Güzel bir itiraf... Demek Suriye hükümetine karşı savaşan silahlı örgütün komuta merkezi şimdiye kadar Türkiye’deymiş...
Hani muhalif savaşçıların topraklarımızda üslenmesine izin vermiyorduk...
Demek halka yalan söylenmiş... Demek resmen Anayasa suçu işlenmiş...
Suriyeli çapulculara ülkemizde üslenme izni verilmesi üzerine karşımızda Suriye - Irak - İran cephesi oluştu, hep birlikte PKK’yı desteklediler, oluk gibi kan aktı, şehit sayısı dört beş katına fırladı.
Peki ey bu ülkeyi yönetenler, siz bu işin sonunu düşünmediniz mi?
“Düşünemedik” diyemezler... Zira zamanında çok uyarıldılar.
Bırakınız bu sütundaki sayısız yazıyı... Bakınız 14 Aralık 2011’de, CHP adına Osman Korutürk, Meclis kürsüsünden neler söylemiş:
“Suriye rejimi, kendini tehdit altında hissettiğinde benzer tehdit yollarıyla tepki vermeyi usul hâline getirmiş olan bir devlettir.
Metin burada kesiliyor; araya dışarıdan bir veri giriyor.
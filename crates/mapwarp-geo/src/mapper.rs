//! GeoImageMapper - mapping between geographic space and image pixels
//!
//! The mapper is built through a priority cascade over whatever
//! georeferencing data a map carries:
//!
//! 1. **Quadrilateral corners** - four independent geographic corners, one
//!    per image corner. Solved as a full projective transform; tolerates
//!    skew and keystone distortion from the source scan.
//! 2. **Axis-aligned bounds + rotation** - a `(west, north)-(east, south)`
//!    box. With no rotation the Mercator-aware scalar path is used;
//!    longitude is linear in image x and latitude is interpolated in
//!    Mercator-projected space. With rotation a 3-point affine solve is
//!    composed after a rotation of image space about the image center.
//!    Rotation combined with a true Mercator correction is not attempted;
//!    that combination falls back to the affine approximation (a documented
//!    limitation of this path).
//! 3. **Tie points** - N >= 2 user-placed correspondences, capped at 4,
//!    retried with 3 when the 4-point configuration is degenerate.

use crate::error::{GeoError, GeoResult};
use crate::geopoint::{GeoBounds, GeoPoint, TiePoint};
use crate::mercator::{lat_from_mercator_y, mercator_y};
use mapwarp_core::{Point, Transform};

/// Rotation magnitude (degrees) below which a bounds mapping is treated as
/// axis-aligned and takes the Mercator scalar path.
pub const AXIS_ALIGNED_MAX_ROTATION: f64 = 1e-6;

/// Minimum tie points required to georeference a map
pub const MIN_TIE_POINTS: usize = 2;

/// How geographic and image coordinates relate for one map
#[derive(Debug, Clone)]
enum Mapping {
    /// Scalar Mercator path for unrotated, axis-aligned maps.
    ///
    /// Longitude is affine in image x; latitude is affine in Mercator y.
    /// Not expressible as a 3x3 matrix, so the inverse uses the scalar
    /// formulas and never a matrix inverse.
    Mercator {
        lon_west: f64,
        lon_per_px: f64,
        merc_north: f64,
        merc_per_py: f64,
    },
    /// General matrix path: a projective or affine image-to-geo transform.
    ///
    /// When `lat_negated` is set the transform's y output is the negated
    /// latitude (the solve ran with latitude sign inverted so geographic y
    /// grows in the same direction as image y).
    Matrix {
        image_to_geo: Transform,
        lat_negated: bool,
    },
}

/// Maps between image pixel coordinates and geographic coordinates
#[derive(Debug, Clone)]
pub struct GeoImageMapper {
    image_w: f64,
    image_h: f64,
    mapping: Mapping,
}

impl GeoImageMapper {
    /// Build from four geographic corners, one per image corner
    ///
    /// Corner order is top-left, top-right, bottom-right, bottom-left of
    /// the stored image. This is the most general path; no axis alignment
    /// is assumed.
    ///
    /// # Errors
    ///
    /// Fails when the corner configuration is degenerate (three corners
    /// colinear); the caller may then retry with a lower-fidelity source.
    pub fn from_corners(image_w: u32, image_h: u32, corners: [GeoPoint; 4]) -> GeoResult<Self> {
        let (w, h) = checked_size(image_w, image_h)?;
        let image = [
            Point::new(0.0, 0.0),
            Point::new(w, 0.0),
            Point::new(w, h),
            Point::new(0.0, h),
        ];
        let geo: Vec<Point> = corners.iter().map(|c| c.as_point()).collect();
        let image_to_geo = Transform::from_point_pairs(&image, &geo)?;
        Ok(Self {
            image_w: w,
            image_h: h,
            mapping: Mapping::Matrix {
                image_to_geo,
                lat_negated: false,
            },
        })
    }

    /// Build from an axis-aligned geographic box plus a rotation angle
    ///
    /// `rotation_deg` is the clockwise angle by which the map content is
    /// rotated relative to north-up. Near-zero rotation selects the
    /// Mercator scalar path.
    ///
    /// # Errors
    ///
    /// [`GeoError::InvalidBounds`] when the box sits entirely poleward of
    /// the Mercator cutoff, where the projected latitude span collapses to
    /// zero and no mapping exists.
    pub fn from_bounds(
        image_w: u32,
        image_h: u32,
        bounds: GeoBounds,
        rotation_deg: f64,
    ) -> GeoResult<Self> {
        let (w, h) = checked_size(image_w, image_h)?;

        if rotation_deg.abs() <= AXIS_ALIGNED_MAX_ROTATION {
            let merc_north = mercator_y(bounds.north);
            let merc_south = mercator_y(bounds.south);
            // A box lying entirely above the Mercator cutoff clamps both
            // edges to the same projected value; there is no usable
            // latitude axis in that case.
            if merc_north == merc_south {
                return Err(GeoError::InvalidBounds {
                    north: bounds.north,
                    south: bounds.south,
                    east: bounds.east,
                    west: bounds.west,
                });
            }
            return Ok(Self {
                image_w: w,
                image_h: h,
                mapping: Mapping::Mercator {
                    lon_west: bounds.west,
                    lon_per_px: bounds.lon_span() / w,
                    merc_north,
                    merc_per_py: (merc_south - merc_north) / h,
                },
            });
        }

        // Rotated: affine approximation. Map the unrotated image rectangle
        // onto the geographic box with a 3-point solve, then rotate image
        // space about the image center before that mapping applies.
        let image = [
            Point::new(0.0, 0.0),
            Point::new(w, 0.0),
            Point::new(0.0, h),
        ];
        let geo = [
            Point::new(bounds.west, bounds.north),
            Point::new(bounds.east, bounds.north),
            Point::new(bounds.west, bounds.south),
        ];
        let mut image_to_geo = Transform::from_point_pairs(&image, &geo)?;
        image_to_geo.pre_rotate_about(rotation_deg, w / 2.0, h / 2.0);
        Ok(Self {
            image_w: w,
            image_h: h,
            mapping: Mapping::Matrix {
                image_to_geo,
                lat_negated: false,
            },
        })
    }

    /// Build from user-placed tie points (map creation flow)
    ///
    /// Uses at most the first four correspondences. Latitude sign is
    /// inverted around the solve so that geographic y increases with image
    /// y; the mapper re-inverts on every conversion. A degenerate 4-point
    /// configuration is retried with 3 points before giving up.
    ///
    /// # Errors
    ///
    /// [`GeoError::InsufficientTiePoints`] below [`MIN_TIE_POINTS`];
    /// otherwise the underlying solve error when no configuration is
    /// solvable, which the caller must treat as "this map cannot be
    /// georeferenced".
    pub fn from_tie_points(image_w: u32, image_h: u32, points: &[TiePoint]) -> GeoResult<Self> {
        let (w, h) = checked_size(image_w, image_h)?;
        if points.len() < MIN_TIE_POINTS {
            return Err(GeoError::InsufficientTiePoints {
                count: points.len(),
                min: MIN_TIE_POINTS,
            });
        }
        let n = points.len().min(4);
        let image: Vec<Point> = points[..n].iter().map(|t| t.image).collect();
        let geo: Vec<Point> = points[..n]
            .iter()
            .map(|t| Point::new(t.geo.lon, -t.geo.lat))
            .collect();
        let image_to_geo = solve_with_fallback(&image, &geo)?;
        Ok(Self {
            image_w: w,
            image_h: h,
            mapping: Mapping::Matrix {
                image_to_geo,
                lat_negated: true,
            },
        })
    }

    /// Image width in pixels
    pub fn image_width(&self) -> f64 {
        self.image_w
    }

    /// Image height in pixels
    pub fn image_height(&self) -> f64 {
        self.image_h
    }

    /// True if this mapper uses the scalar Mercator path
    pub fn is_mercator_aligned(&self) -> bool {
        matches!(self.mapping, Mapping::Mercator { .. })
    }

    /// Convert an image pixel to geographic coordinates
    pub fn image_to_geo(&self, p: Point) -> GeoPoint {
        match &self.mapping {
            Mapping::Mercator {
                lon_west,
                lon_per_px,
                merc_north,
                merc_per_py,
            } => GeoPoint::new(
                lon_west + p.x * lon_per_px,
                lat_from_mercator_y(merc_north + p.y * merc_per_py),
            ),
            Mapping::Matrix {
                image_to_geo,
                lat_negated,
            } => {
                let q = image_to_geo.map_point(p);
                GeoPoint::new(q.x, if *lat_negated { -q.y } else { q.y })
            }
        }
    }

    /// Convert geographic coordinates to an image pixel
    ///
    /// The matrix paths invert the forward transform on demand; the
    /// Mercator path applies the scalar inverse formulas directly (it is
    /// not affine, so a matrix inverse would be wrong).
    pub fn geo_to_image(&self, g: GeoPoint) -> GeoResult<Point> {
        match &self.mapping {
            Mapping::Mercator {
                lon_west,
                lon_per_px,
                merc_north,
                merc_per_py,
            } => Ok(Point::new(
                (g.lon - lon_west) / lon_per_px,
                (mercator_y(g.lat) - merc_north) / merc_per_py,
            )),
            Mapping::Matrix {
                image_to_geo,
                lat_negated,
            } => {
                let inverse = image_to_geo.inverted().map_err(GeoError::Core)?;
                let lat = if *lat_negated { -g.lat } else { g.lat };
                Ok(inverse.map_point(Point::new(g.lon, lat)))
            }
        }
    }

    /// The forward image-to-geo transform, if this mapper has one
    ///
    /// `None` on the Mercator path, which has no matrix representation.
    pub fn image_to_geo_transform(&self) -> Option<&Transform> {
        match &self.mapping {
            Mapping::Mercator { .. } => None,
            Mapping::Matrix { image_to_geo, .. } => Some(image_to_geo),
        }
    }
}

/// Solve for up to four correspondences, retrying with three when the
/// four-point configuration is degenerate
pub(crate) fn solve_with_fallback(src: &[Point], dst: &[Point]) -> GeoResult<Transform> {
    debug_assert_eq!(src.len(), dst.len());
    match Transform::from_point_pairs(src, dst) {
        Ok(t) => Ok(t),
        Err(e) if src.len() == 4 => {
            match Transform::from_point_pairs(&src[..3], &dst[..3]) {
                Ok(t) => Ok(t),
                // Report the original 4-point failure if the retry also fails
                Err(_) => Err(e.into()),
            }
        }
        Err(e) => Err(e.into()),
    }
}

fn checked_size(image_w: u32, image_h: u32) -> GeoResult<(f64, f64)> {
    if image_w == 0 || image_h == 0 {
        return Err(GeoError::InvalidImageSize {
            width: image_w,
            height: image_h,
        });
    }
    Ok((image_w as f64, image_h as f64))
}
Başbakan’ın, Dışişleri Bakanı’nın ve Hükümetin Suriye rejimine yönelik tutum, eylem ve söylemlerinin bu rejimi Türkiye’deki terör olaylarını azdırmaya yöneltebileceğini Hükümet değerlendirmekte midir? Beşar Esad’ın uluslararası medya aracılığıyla seslendirdiği ‘Türkiye’de hassas dengeler vardır, bunları hesaba almadan girişilecek hareketler Türkiye’nin başına büyük bela açar’ yolundaki ifadeleri karşısında, tehditleri karşısında Hükümet ne önlem almaktadır?”
Hükümet etmek iki adım ötesini görebilmektir... İktidardakiler maalesef burunlarının ucunu dahi göremiyorlar...



Yaman çelişkiler!
Okurumuz, “Ben bu işe akıl sır erdiremedim, siz erdirebildiyseniz lütfen bana anlatır mısınız?” dedi telefonda.
-Buyurun, sizi dinliyoruz.
-Başbakan, BDP’lileri sık sık “terörle aralarına mesafe koymadıkları için” ağır şekilde eleştiriyor değil mi?
-Evet, öyle.
-Bu yüzden onlarla ilişki kurmuyor. Kurmayları, dini bayramlarda bile BDP’ye gitmiyor, değil mi?
-Evet, gitmiyor.
-Pazar günü yapılacak AKP kongresine de BDP’liler bu yüzden davet edilmedi.
-Evet, edilmedi.
-Son olarak da Şemdinli’de PKK’lı teröristlerle sarılıp öpüştüler diye BDP’lilerin dokunulmazlıkları kaldırılmak isteniyor.
-Doğrudur.
-Peki, terörle aralarına mesafe koymadıkları için BDP’liler yok sayılır, hatta dokunulmazlıkları kaldırılmak istenirken onların ağababası PKK ile Oslo’da masaya oturmak... Dahası, terörist başını muhatap kabul edip onunla doğrudan görüşmek hangi mantığa sığar?
* * *
Resmi temsilciler teröristlerle görüşür mü? Görüşür.. Terörist uçak kaçırdığı zaman, sabotaj yapacağı zaman onu zararsız hale getirmek için görüşürler... Ya da devletin en güçlü terör örgütünün en zayıf olduğu anda silah bıraktırmak üzere görüşülür. Devlet terör örgütüyle “Anayasamızı nasıl değiştirelim, size hangi tavizleri verelim” diye görüşmez.
* * *
İktidarın durumu belki şu fıkrayla izah edilebilir! Adamın eşi ölmüş... Tanıdıklar taziyeye gelmiş, salonda toplanılmış... Adam o arada bir yan odada uzun süredir göz koyduğu baldızını sıkıştırırmış. Derken birisi kapıyı açıp manzarayı görünce bağırmış:
- Ne yapıyorsun yahu sen böyle?
- Üzüntümden ne yaptığımı mı biliyorum, demiş adam...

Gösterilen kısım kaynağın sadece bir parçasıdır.